Santa Maria welcomes new Family Justice Center

Provided by YWCA Greater Cincinnati

YWCA Greater Cincinnati, together with collaborative partners Legal Aid Society, Colerain Township Trustees, Colerain Police Department, and Santa Maria Community Services, has received federal funding from the Office on Violence Against Women, U.S. Department of Justice, to open and operate a Family Justice Center (FJC) in Cincinnati. Center locations will open in Colerain Township and in Price Hill, Cincinnati in June/July 2017.

The Family Justice Center is a collaboration of multiple partner agencies, addressing the unique needs of immigrant survivors of domestic violence through a coordinated community response. The FJC currently offers safe and welcoming locations in Colerain Township and Price Hill, both focused on the long-term safety of immigrant survivors through the reduction of homicide, domestic violence, sexual assault, dating violence, and stalking incidences. Based on domestic violence prevention and intervention best practice research, the FJC provides immediate, comprehensive and tailored services. These onsite and referral services include: advocacy, safety planning, crisis intervention, lethality and risk assessment, access to shelter, language access and interpretation, community resources, medical and mental health services, and legal counseling and immigration remedy assistance, among many others.

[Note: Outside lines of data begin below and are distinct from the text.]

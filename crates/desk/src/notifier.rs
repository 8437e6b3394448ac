//! Where the booking workflow reports outcomes (toasts in a UI, lines on a
//! terminal). A notifier only displays; it never decides anything.

#[derive(Clone, Copy, Debug, PartialEq, Eq)]
pub enum ToastLevel {
    Info,
    Success,
    Warning,
    Error,
}

pub trait Notifier {
    fn notify(&self, level: ToastLevel, message: &str);
}

impl<N: Notifier + ?Sized> Notifier for std::sync::Arc<N> {
    fn notify(&self, level: ToastLevel, message: &str) {
        (**self).notify(level, message);
    }
}

/// Prints toasts to the terminal; warnings and errors go to stderr.
#[derive(Debug, Default, Clone, Copy)]
pub struct ConsoleNotifier;

impl Notifier for ConsoleNotifier {
    fn notify(&self, level: ToastLevel, message: &str) {
        match level {
            ToastLevel::Info => println!("{message}"),
            ToastLevel::Success => println!("✔ {message}"),
            ToastLevel::Warning => eprintln!("! {message}"),
            ToastLevel::Error => eprintln!("✘ {message}"),
        }
    }
}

The mission of the Family Justice Center is to increase victim safety, increase autonomy and empowerment for victims; reduce fear and anxiety for victims and their children; reduce recantation and minimization of victims; increase efficiency in collaborative services to victims; increase prosecution of offenders; and finally to dramatically increase community support for services to victims.

The Family Justice Center model is recognized by the Department of Justice as a “best practice” in the field of domestic violence prevention and intervention, and has been hugely successful in producing major drops in domestic violence related homicides, reductions in recidivism by offenders, and increased safety and empowerment for victims and their children.